I was dreading it and it had little to do with the fact that the rain kept me up most of the night and I felt like Zombie Mom.

I was dreading it because I hate birth certificates in general. I hate how easy it is for me to get my sons’ birth certificates. I filled out their name, their birth date, checked a box if they were born in county or not, filled out my maiden name and my husband’s full name. I signed it and wrote my address. Less than five minutes and $44 later ($22 per printed piece of official looking paper), I had my sons’ birth certificates in hand.

– __ — __ –

I saw the Munchkin’s birth certificate once. Or, I saw the corner of it.

I was visiting the Munchkin and Dee. I do not remember what year it was other than they were living in their original house. We were getting ready to go somewhere and Dee asked for something out of her bag. I was familiar with Pennsylvania birth certificates as I am the owner of one as well, so I saw the familiar scrolling on the corner of the piece of paper. I just stared at it. I never picked it up.

To be honest, it could have been Dee’s birth certificate. Or JD’s.
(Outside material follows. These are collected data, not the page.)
//! Binary change mask from a difference buffer.

use crate::common::{BitBuffer2, Buffer2};

/// Mark every pixel whose difference is at or above `cutoff`.
///
/// The boundary is left-inclusive: a difference exactly at the cutoff counts
/// as changed, one below it does not.
pub(super) fn threshold_mask(diff: &Buffer2<u8>, cutoff: u8) -> BitBuffer2 {
    let mut mask = BitBuffer2::new_default(diff.width(), diff.height());
    for (idx, &value) in diff.pixels().iter().enumerate() {
        if value >= cutoff {
            mask.set(idx, true);
        }
    }
    mask
}
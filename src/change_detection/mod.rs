//! Change detection between two images.
//!
//! Compares a reference image against a comparand and reports the regions
//! where they differ, drawing a bounding box around each one on a copy of
//! the reference.
//!
//! # Algorithm Overview
//!
//! 1. **Resampling**: Resize the comparand to the reference dimensions. The
//!    reference geometry always wins; the output image keeps its size.
//!
//! 2. **Grayscale**: Collapse both images to single-channel luminance using
//!    fixed Rec. 601 weights.
//!
//! 3. **Differencing**: Compute the per-pixel absolute difference and keep
//!    pixels at or above the difference threshold as a binary change mask.
//!
//! 4. **Region extraction**: Group changed pixels into connected components
//!    and keep the outermost ones (components nested inside another change
//!    region are dropped).
//!
//! 5. **Noise filtering**: Discard regions whose pixel area does not exceed
//!    the noise area cutoff.
//!
//! 6. **Annotation**: Draw the bounding box of each surviving region onto
//!    a copy of the reference image.

mod annotate;
mod config;
mod diff;
mod labeling;
mod region;
mod regions;
mod threshold;


use std::path::Path;

use crate::image::{Image, ImageLoadError};

use labeling::LabelMap;

pub use config::{Config, Connectivity};
pub use region::ChangeRegion;

/// Suggested filename for the annotated output image.
pub const ANNOTATED_FILENAME: &str = "detected_objects.png";

/// MIME type of the encoded annotated output.
pub const ANNOTATED_MIME_TYPE: &str = "image/png";

// =============================================================================
// Results
// =============================================================================

/// Result of change detection with diagnostics.
#[derive(Debug, Clone)]
pub struct DetectionResult {
    /// Copy of the reference image with a box drawn around every region.
    pub annotated: Image,
    /// Surviving regions, ordered by the raster position of their first pixel.
    pub regions: Vec<ChangeRegion>,
    /// Diagnostic counters from the detection pipeline.
    pub diagnostics: Diagnostics,
}

/// Diagnostic information from change detection.
///
/// Stage-by-stage counters for debugging and threshold tuning.
#[derive(Debug, Clone, Copy, Default)]
pub struct Diagnostics {
    /// Number of pixels at or above the difference threshold.
    pub changed_pixels: usize,
    /// Number of connected components in the change mask.
    pub components_found: usize,
    /// Number of components dropped for being nested inside another one.
    pub components_nested: usize,
    /// Number of components dropped by the noise area filter.
    pub components_below_area: usize,
    /// Final number of reported regions.
    pub regions_kept: usize,
}

// =============================================================================
// ChangeDetector
// =============================================================================

/// Change detector comparing image pairs under a fixed configuration.
///
/// Wraps a [`Config`] and provides methods for detecting changes between
/// decoded images, files, or raw encoded bytes.
///
/// # Example
///
/// ```rust,ignore
/// use revelio::{ChangeDetector, Image};
///
/// // Simple usage with defaults
/// let detector = ChangeDetector::new();
/// let result = detector.detect_files("before.png", "after.png")?;
/// println!("{} changed regions", result.regions.len());
/// result.annotated.save_file("detected_objects.png")?;
///
/// // With custom configuration
/// let config = Config {
///     diff_threshold: 45,
///     max_noise_area: 1000,
///     ..Config::default()
/// };
/// let detector = ChangeDetector::from_config(config);
/// ```
#[derive(Debug, Default)]
pub struct ChangeDetector {
    config: Config,
}

impl ChangeDetector {
    /// Create a new change detector with default configuration.
    pub fn new() -> Self {
        Self {
            config: Config::default(),
        }
    }

    /// Create a change detector from an existing configuration.
    pub fn from_config(config: Config) -> Self {
        Self { config }
    }

    /// Get reference to the underlying configuration.
    pub fn config(&self) -> &Config {
        &self.config
    }

    /// Detect changed regions between two decoded images.
    ///
    /// The comparand is resampled to the reference dimensions first, so the
    /// two images may differ in size. The reference is not mutated; the
    /// annotated copy always has the reference's dimensions.
    pub fn detect(&self, reference: &Image, comparand: &Image) -> DetectionResult {
        self.config.validate();

        // Step 1: Bring the comparand onto the reference geometry.
        let resized;
        let comparand = if comparand.width() == reference.width()
            && comparand.height() == reference.height()
        {
            comparand
        } else {
            resized = comparand.resize_to(
                reference.width(),
                reference.height(),
                self.config.interpolation,
            );
            &resized
        };

        // Step 2: Grayscale both sides.
        let gray_reference = reference.to_grayscale();
        let gray_comparand = comparand.to_grayscale();

        // Step 3: Difference and binary change mask.
        let diff = diff::absolute_difference(&gray_reference, &gray_comparand);
        let mask = threshold::threshold_mask(&diff, self.config.diff_threshold);

        let mut diagnostics = Diagnostics {
            changed_pixels: mask.count_ones(),
            ..Default::default()
        };
        tracing::debug!(
            "{} of {} pixels above threshold {}",
            diagnostics.changed_pixels,
            mask.len(),
            self.config.diff_threshold
        );

        // Step 4: Group changed pixels into connected components.
        let labels = LabelMap::from_mask(&mask, self.config.connectivity);
        diagnostics.components_found = labels.num_labels();

        // Step 5: Keep outermost components above the noise area.
        let all_regions = regions::extract_regions(&labels);
        let external = regions::external_flags(&labels, &mask, self.config.connectivity);

        let mut kept = Vec::new();
        for (region, is_external) in all_regions.into_iter().zip(external) {
            if !is_external {
                diagnostics.components_nested += 1;
            } else if region.area <= self.config.max_noise_area {
                diagnostics.components_below_area += 1;
            } else {
                kept.push(region);
            }
        }
        diagnostics.regions_kept = kept.len();
        tracing::debug!(
            "{} of {} components kept ({} nested, {} below noise area)",
            kept.len(),
            diagnostics.components_found,
            diagnostics.components_nested,
            diagnostics.components_below_area
        );

        // Step 6: Draw the surviving boxes onto a copy of the reference.
        let annotated = annotate::annotate(reference, &kept, &self.config);

        DetectionResult {
            annotated,
            regions: kept,
            diagnostics,
        }
    }

    /// Detect changed regions between two image files.
    ///
    /// Fails with [`ImageLoadError`] if either file cannot be decoded; no
    /// annotated image is produced in that case.
    pub fn detect_files<P: AsRef<Path>, Q: AsRef<Path>>(
        &self,
        reference: P,
        comparand: Q,
    ) -> Result<DetectionResult, ImageLoadError> {
        let reference = Image::read_file(reference)?;
        let comparand = Image::read_file(comparand)?;
        Ok(self.detect(&reference, &comparand))
    }

    /// Detect changed regions between two encoded byte buffers (PNG or JPEG).
    ///
    /// Fails with [`ImageLoadError`] if either buffer cannot be decoded; no
    /// annotated image is produced in that case.
    pub fn detect_bytes(
        &self,
        reference: &[u8],
        comparand: &[u8],
    ) -> Result<DetectionResult, ImageLoadError> {
        let reference = Image::from_bytes(reference)?;
        let comparand = Image::from_bytes(comparand)?;
        Ok(self.detect(&reference, &comparand))
    }
}
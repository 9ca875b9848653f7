//! Bit-packed 2D buffer for binary masks.
//!
//! Stores 1 bit per pixel in `u64` words, 8x smaller than `Vec<bool>`.
//! The thresholded difference mask lives in this representation.

use std::ops::Index;

/// Number of bits per storage word.
const BITS_PER_WORD: usize = 64;

/// A 2D buffer storing boolean values packed as bits.
#[derive(Debug, Clone, PartialEq, Eq)]
pub struct BitBuffer2 {
    /// Packed bit storage. Each u64 holds 64 boolean values.
    words: Vec<u64>,
    width: usize,
    height: usize,
    /// Total number of bits (width * height).
    len: usize,
}

impl BitBuffer2 {
    /// Create a new bit buffer filled with the given value.
    #[inline]
    pub fn new_filled(width: usize, height: usize, value: bool) -> Self {
        let len = width * height;
        let num_words = len.div_ceil(BITS_PER_WORD);
        let fill = if value { !0u64 } else { 0u64 };
        let mut words = vec![fill; num_words];
        // Padding bits past `len` in the last word must stay clear, or
        // `count_ones` overcounts.
        if value && len % BITS_PER_WORD != 0 {
            words[num_words - 1] = !0u64 >> (BITS_PER_WORD - len % BITS_PER_WORD);
        }
        Self {
            words,
            width,
            height,
            len,
        }
    }

    /// Create a new bit buffer with all bits set to false.
    #[inline]
    pub fn new_default(width: usize, height: usize) -> Self {
        Self::new_filled(width, height, false)
    }

    /// Create a new bit buffer from a slice of booleans.
    ///
    /// The slice length must equal `width * height`.
    pub fn from_slice(width: usize, height: usize, data: &[bool]) -> Self {
        let len = width * height;
        assert_eq!(
            data.len(),
            len,
            "data length {} does not match dimensions {}x{}={}",
            data.len(),
            width,
            height,
            len
        );

        let num_words = len.div_ceil(BITS_PER_WORD);
        let mut words = vec![0u64; num_words];

        for (i, &value) in data.iter().enumerate() {
            if value {
                words[i / BITS_PER_WORD] |= 1u64 << (i % BITS_PER_WORD);
            }
        }

        Self {
            words,
            width,
            height,
            len,
        }
    }

    #[inline]
    pub fn width(&self) -> usize {
        self.width
    }

    #[inline]
    pub fn height(&self) -> usize {
        self.height
    }

    /// Total number of bits.
    #[inline]
    pub fn len(&self) -> usize {
        self.len
    }

    #[inline]
    pub fn is_empty(&self) -> bool {
        self.len == 0
    }

    /// Get a bit value at the given linear index.
    #[inline]
    pub fn get(&self, idx: usize) -> bool {
        debug_assert!(idx < self.len);
        (self.words[idx / BITS_PER_WORD] >> (idx % BITS_PER_WORD)) & 1 != 0
    }

    /// Set a bit value at the given linear index.
    #[inline]
    pub fn set(&mut self, idx: usize, value: bool) {
        debug_assert!(idx < self.len);
        let word_idx = idx / BITS_PER_WORD;
        let bit_idx = idx % BITS_PER_WORD;
        if value {
            self.words[word_idx] |= 1u64 << bit_idx;
        } else {
            self.words[word_idx] &= !(1u64 << bit_idx);
        }
    }

    /// Get a bit value at the given (x, y) coordinates.
    #[inline]
    pub fn get_xy(&self, x: usize, y: usize) -> bool {
        debug_assert!(x < self.width && y < self.height);
        self.get(y * self.width + x)
    }

    /// Set a bit value at the given (x, y) coordinates.
    #[inline]
    pub fn set_xy(&mut self, x: usize, y: usize, value: bool) {
        debug_assert!(x < self.width && y < self.height);
        self.set(y * self.width + x, value);
    }

    /// Count the number of set bits (true values).
    #[inline]
    pub fn count_ones(&self) -> usize {
        self.words.iter().map(|w| w.count_ones() as usize).sum()
    }
}

/// Index by linear index.
impl Index<usize> for BitBuffer2 {
    type Output = bool;

    #[inline]
    fn index(&self, idx: usize) -> &Self::Output {
        // Bits have no address, so hand out a reference to a static bool.
        if self.get(idx) { &true } else { &false }
    }
}

/// Index by (x, y) coordinates.
impl Index<(usize, usize)> for BitBuffer2 {
    type Output = bool;

    #[inline]
    fn index(&self, (x, y): (usize, usize)) -> &Self::Output {
        if self.get_xy(x, y) { &true } else { &false }
    }
}
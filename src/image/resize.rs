//! Image resampling.
//!
//! Used to bring the comparand image onto the reference geometry before
//! differencing. Destination coordinates are mapped to the source with
//! half-pixel-center alignment and clamped at the borders, so resampling
//! never reads outside the source image.

use super::{Image, ImageDesc};

/// Interpolation method for image resampling.
#[derive(Debug, Clone, Copy, PartialEq, Eq, Default)]
pub enum InterpolationMethod {
    /// Nearest neighbor - fastest, blocky results
    Nearest,
    /// Bilinear interpolation - fast, reasonable quality
    #[default]
    Bilinear,
}

/// Resizes `src` to `width` x `height`, preserving the pixel format.
///
/// Returns a plain copy when the dimensions already match.
pub(super) fn resize(
    src: &Image,
    width: usize,
    height: usize,
    method: InterpolationMethod,
) -> Image {
    if src.width() == width && src.height() == height {
        return src.clone();
    }

    let desc = ImageDesc::new(width, height, src.format());
    let mut bytes = vec![0u8; desc.size_in_bytes()];

    let channels = desc.channel_count();
    let scale_x = src.width() as f32 / width as f32;
    let scale_y = src.height() as f32 / height as f32;

    for y in 0..height {
        // Half-pixel-center mapping keeps content aligned instead of shifting
        // it by half a destination pixel.
        let src_y = (y as f32 + 0.5) * scale_y - 0.5;
        for x in 0..width {
            let src_x = (x as f32 + 0.5) * scale_x - 0.5;
            let dst = &mut bytes[(y * width + x) * channels..][..channels];
            match method {
                InterpolationMethod::Nearest => sample_nearest(src, src_x, src_y, dst),
                InterpolationMethod::Bilinear => sample_bilinear(src, src_x, src_y, dst),
            }
        }
    }

    Image::new(desc, bytes)
}

#[inline]
fn clamp_coord(v: i64, size: usize) -> usize {
    v.clamp(0, size as i64 - 1) as usize
}

/// Nearest neighbor sampling with edge clamping.
#[inline]
fn sample_nearest(src: &Image, x: f32, y: f32, dst: &mut [u8]) {
    let ix = clamp_coord(x.round() as i64, src.width());
    let iy = clamp_coord(y.round() as i64, src.height());
    dst.copy_from_slice(src.pixel(ix, iy));
}

/// Bilinear sampling with edge clamping, one channel at a time.
#[inline]
fn sample_bilinear(src: &Image, x: f32, y: f32, dst: &mut [u8]) {
    let x0 = x.floor();
    let y0 = y.floor();
    let fx = x - x0;
    let fy = y - y0;

    let x0i = clamp_coord(x0 as i64, src.width());
    let y0i = clamp_coord(y0 as i64, src.height());
    let x1i = clamp_coord(x0 as i64 + 1, src.width());
    let y1i = clamp_coord(y0 as i64 + 1, src.height());

    let p00 = src.pixel(x0i, y0i);
    let p10 = src.pixel(x1i, y0i);
    let p01 = src.pixel(x0i, y1i);
    let p11 = src.pixel(x1i, y1i);

    for c in 0..dst.len() {
        let top = p00[c] as f32 + fx * (p10[c] as f32 - p00[c] as f32);
        let bottom = p01[c] as f32 + fx * (p11[c] as f32 - p01[c] as f32);
        dst[c] = (top + fy * (bottom - top)).round().clamp(0.0, 255.0) as u8;
    }
}
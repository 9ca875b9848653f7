//! Drawing primitives for annotating images.
//!
//! Works directly on packed u8 images (`Gray8` or `Rgb8`). Shapes are clipped
//! against the image bounds, so callers can draw rectangles that stick out
//! over the edge.

use glam::Vec2;

use crate::common::Color;
use crate::image::{Image, PixelFormat};

/// Draw a rectangle outline on an image.
///
/// The stroke is centered on the one-pixel rectangle border: thickness 3
/// covers one pixel outside the border, the border pixel itself, and one
/// pixel inside. Even thicknesses get the extra pixel on the inside.
///
/// # Arguments
/// * `image` - The image to draw on
/// * `top_left` - Top-left corner coordinates
/// * `size` - Width and height as Vec2; the opposite corner is `top_left + size`
/// * `color` - Color (for grayscale images, uses luminance)
/// * `thickness` - Stroke thickness in pixels, minimum 1
pub fn draw_rect(image: &mut Image, top_left: Vec2, size: Vec2, color: Color, thickness: f32) {
    let x1 = top_left.x.round() as i64;
    let y1 = top_left.y.round() as i64;
    let x2 = x1 + size.x.round() as i64;
    let y2 = y1 + size.y.round() as i64;

    let thickness = (thickness.round() as i64).max(1);
    let lo = -((thickness - 1) / 2);
    let hi = thickness / 2;

    // Horizontal bands reach across the corner blocks so corners stay closed.
    fill_block(image, (x1 + lo, x2 + hi), (y1 + lo, y1 + hi), color);
    fill_block(image, (x1 + lo, x2 + hi), (y2 + lo, y2 + hi), color);
    fill_block(image, (x1 + lo, x1 + hi), (y1 + lo, y2 + hi), color);
    fill_block(image, (x2 + lo, x2 + hi), (y1 + lo, y2 + hi), color);
}

/// Fill an axis-aligned block of pixels, clipped to the image bounds.
///
/// Both ranges are inclusive and may lie partially or fully outside the image.
fn fill_block(image: &mut Image, x_range: (i64, i64), y_range: (i64, i64), color: Color) {
    let x_min = x_range.0.max(0);
    let x_max = x_range.1.min(image.width() as i64 - 1);
    let y_min = y_range.0.max(0);
    let y_max = y_range.1.min(image.height() as i64 - 1);

    for y in y_min..=y_max {
        for x in x_min..=x_max {
            put_pixel(image, x as usize, y as usize, color);
        }
    }
}

/// Write a single pixel, mapping the color onto the image's channel layout.
#[inline]
fn put_pixel(image: &mut Image, x: usize, y: usize, color: Color) {
    let width = image.width();
    match image.format() {
        PixelFormat::Gray8 => {
            image.bytes_mut()[y * width + x] = color.luminance_u8();
        }
        PixelFormat::Rgb8 => {
            let idx = (y * width + x) * 3;
            image.bytes_mut()[idx..idx + 3].copy_from_slice(&color.to_rgb_u8());
        }
    }
}
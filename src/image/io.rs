use std::io::Cursor;
use std::path::Path;

use super::error::{ImageLoadError, ImageSaveError};
use super::{Image, ImageDesc, PixelFormat};

pub(crate) fn load_png_jpeg(path: &Path) -> Result<Image, ImageLoadError> {
    let img = image_lib::open(path).map_err(|err| match err {
        image_lib::ImageError::IoError(source) => ImageLoadError::Io {
            path: path.to_path_buf(),
            source,
        },
        source => ImageLoadError::Decode {
            path: path.to_path_buf(),
            source,
        },
    })?;

    Ok(normalize(img))
}

pub(crate) fn decode_bytes(bytes: &[u8]) -> Result<Image, ImageLoadError> {
    let format = image_lib::guess_format(bytes).map_err(ImageLoadError::DecodeBytes)?;

    match format {
        image_lib::ImageFormat::Png | image_lib::ImageFormat::Jpeg => {}
        other => {
            let extension = other.extensions_str().first().copied().unwrap_or("unknown");
            return Err(ImageLoadError::UnsupportedFormat {
                extension: extension.to_string(),
            });
        }
    }

    let img = image_lib::load_from_memory_with_format(bytes, format)
        .map_err(ImageLoadError::DecodeBytes)?;

    Ok(normalize(img))
}

/// Normalize any decoded color type into the two layouts the pipeline
/// works with: gray sources stay single-channel, everything else becomes
/// interleaved RGB with alpha dropped.
fn normalize(img: image_lib::DynamicImage) -> Image {
    let width = img.width() as usize;
    let height = img.height() as usize;

    match img.color() {
        image_lib::ColorType::L8
        | image_lib::ColorType::L16
        | image_lib::ColorType::La8
        | image_lib::ColorType::La16 => {
            let gray = img.into_luma8();
            Image::new(
                ImageDesc::new(width, height, PixelFormat::Gray8),
                gray.into_raw(),
            )
        }
        _ => {
            let rgb = img.into_rgb8();
            Image::new(
                ImageDesc::new(width, height, PixelFormat::Rgb8),
                rgb.into_raw(),
            )
        }
    }
}

fn color_type(format: PixelFormat) -> image_lib::ColorType {
    match format {
        PixelFormat::Gray8 => image_lib::ColorType::L8,
        PixelFormat::Rgb8 => image_lib::ColorType::Rgb8,
    }
}

fn save_with_format(
    image: &Image,
    path: &Path,
    format: image_lib::ImageFormat,
) -> Result<(), ImageSaveError> {
    image_lib::save_buffer_with_format(
        path,
        image.bytes(),
        image.width() as u32,
        image.height() as u32,
        color_type(image.format()),
        format,
    )
    .map_err(|err| match err {
        image_lib::ImageError::IoError(source) => ImageSaveError::Io {
            path: path.to_path_buf(),
            source,
        },
        source => ImageSaveError::Encode(source),
    })
}

pub(crate) fn save_png(image: &Image, path: &Path) -> Result<(), ImageSaveError> {
    save_with_format(image, path, image_lib::ImageFormat::Png)
}

pub(crate) fn save_jpg(image: &Image, path: &Path) -> Result<(), ImageSaveError> {
    save_with_format(image, path, image_lib::ImageFormat::Jpeg)
}

pub(crate) fn encode_png(image: &Image) -> Result<Vec<u8>, ImageSaveError> {
    let mut bytes = Vec::new();

    image_lib::write_buffer_with_format(
        &mut Cursor::new(&mut bytes),
        image.bytes(),
        image.width() as u32,
        image.height() as u32,
        color_type(image.format()),
        image_lib::ImageFormat::Png,
    )
    .map_err(ImageSaveError::Encode)?;

    Ok(bytes)
}
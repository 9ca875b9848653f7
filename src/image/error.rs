use std::path::PathBuf;

use thiserror::Error;

/// Errors that can occur when loading an image into a pixel buffer.
///
/// Either input failing with one of these aborts a comparison; callers can
/// rely on "no annotated image is produced" as opposed to a successful
/// result with zero regions.
#[derive(Debug, Error)]
pub enum ImageLoadError {
    #[error("Failed to decode image '{path}': {source}")]
    Decode {
        path: PathBuf,
        source: image_lib::ImageError,
    },

    #[error("Failed to decode image from memory: {0}")]
    DecodeBytes(image_lib::ImageError),

    #[error("Failed to read file '{path}': {source}")]
    Io {
        path: PathBuf,
        source: std::io::Error,
    },

    #[error("Unsupported image format: '{extension}'")]
    UnsupportedFormat { extension: String },
}

/// Errors that can occur when encoding or writing an image.
#[derive(Debug, Error)]
pub enum ImageSaveError {
    #[error("Failed to encode image: {0}")]
    Encode(image_lib::ImageError),

    #[error("Failed to write file '{path}': {source}")]
    Io {
        path: PathBuf,
        source: std::io::Error,
    },

    #[error("Unsupported image format: '{extension}'")]
    UnsupportedFormat { extension: String },
}
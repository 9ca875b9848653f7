use std::ops::{Index, IndexMut};

/// A rectangular grid of values in row-major order.
///
/// Carries every single-channel stage of the pipeline: grayscale planes,
/// difference masks, and component label maps.
#[derive(Debug, Clone, PartialEq, Eq)]
pub struct Buffer2<T> {
    pixels: Vec<T>,
    width: usize,
    height: usize,
}

impl<T> Buffer2<T> {
    pub fn new(width: usize, height: usize, pixels: Vec<T>) -> Self {
        assert_eq!(
            pixels.len(),
            width * height,
            "pixels length must equal width * height"
        );
        Self {
            pixels,
            width,
            height,
        }
    }

    #[inline]
    pub fn get(&self, x: usize, y: usize) -> &T {
        debug_assert!(x < self.width && y < self.height);
        &self.pixels[y * self.width + x]
    }

    #[inline]
    pub fn get_mut(&mut self, x: usize, y: usize) -> &mut T {
        debug_assert!(x < self.width && y < self.height);
        &mut self.pixels[y * self.width + x]
    }

    /// Linear index of the pixel at (x, y).
    #[inline]
    pub fn index(&self, x: usize, y: usize) -> usize {
        y * self.width + x
    }

    #[inline]
    pub fn len(&self) -> usize {
        self.pixels.len()
    }

    #[inline]
    pub fn is_empty(&self) -> bool {
        self.pixels.is_empty()
    }

    #[inline]
    pub fn width(&self) -> usize {
        self.width
    }

    #[inline]
    pub fn height(&self) -> usize {
        self.height
    }

    #[inline]
    pub fn pixels(&self) -> &[T] {
        &self.pixels
    }

    #[inline]
    pub fn pixels_mut(&mut self) -> &mut [T] {
        &mut self.pixels
    }

    #[inline]
    pub fn into_pixels(self) -> Vec<T> {
        self.pixels
    }

    #[inline]
    pub fn iter(&self) -> std::slice::Iter<'_, T> {
        self.pixels.iter()
    }

    #[inline]
    pub fn iter_mut(&mut self) -> std::slice::IterMut<'_, T> {
        self.pixels.iter_mut()
    }
}

impl<T: Default + Clone> Buffer2<T> {
    pub fn new_default(width: usize, height: usize) -> Self {
        Self {
            pixels: vec![T::default(); width * height],
            width,
            height,
        }
    }
}

impl<T: Clone> Buffer2<T> {
    pub fn new_filled(width: usize, height: usize, value: T) -> Self {
        Self {
            pixels: vec![value; width * height],
            width,
            height,
        }
    }
}

impl<T> Index<(usize, usize)> for Buffer2<T> {
    type Output = T;

    #[inline]
    fn index(&self, (x, y): (usize, usize)) -> &Self::Output {
        &self.pixels[y * self.width + x]
    }
}

impl<T> IndexMut<(usize, usize)> for Buffer2<T> {
    #[inline]
    fn index_mut(&mut self, (x, y): (usize, usize)) -> &mut Self::Output {
        &mut self.pixels[y * self.width + x]
    }
}

impl<T> Index<usize> for Buffer2<T> {
    type Output = T;

    #[inline]
    fn index(&self, idx: usize) -> &Self::Output {
        &self.pixels[idx]
    }
}

impl<T> IndexMut<usize> for Buffer2<T> {
    #[inline]
    fn index_mut(&mut self, idx: usize) -> &mut Self::Output {
        &mut self.pixels[idx]
    }
}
But I couldn’t look at it.

I kind of hate that I’ll never see my daughter’s birth certificate with my name on it — as we know that even if that was her birth certificate, it had her name with her parents. Sealed and amended birth certificates stink and are unnecessary. Why isn’t an original birth certificate with an accompanying and separate adoption decree enough? Why do I need to cease to exist? I would have willingly signed a paper that said I didn’t want my identity sealed from her.

– __ — __ –

Birth CertificatesI didn’t look at my sons’ birth certificates in the Health Department building. The small waiting room, also shared by the immunization clinic, felt suddenly smaller than when we had walked in with our dripping umbrellas. The voices sounded louder. And my vision was doing that shaking thing that it does when I have a blood pressure spike or drop.

I herded my children out the door, helped them put up their umbrellas and eventually got us into our car. As they argued about whose raincoat was cooler in the back seat, I looked at their birth certificates. Their names were spelled right. My name (and maiden name) was correct. My husband’s name was correct. Their state file numbers let me know that, while they were born with one week difference in the same month (two years apart), more children were born in 2007 than in 2005 (up to that point). Interesting.

I sat in the driver’s seat and just stared at the official papers that say two things:

1) My sons exist.
2) I am one of their parents. (My husband is the other.)

It felt both good … and hard. Ah, back to the bittersweet April rains. I’m glad that we can so easily get that confirmation, but it reminds me that so many people don’t have that right. And I go from feeling bittersweet to angry. I hope someday that this post won’t even be understood by future generations because all adoptees will be given easy access to their original birth certificates.

Until then, the wording on this certificate (which I’m sure varies a bit state to state) is not true: “This is a true certification of the name and birth facts as recorded in the Office of Vital Statistics.” That’s not true in my daughter’s case.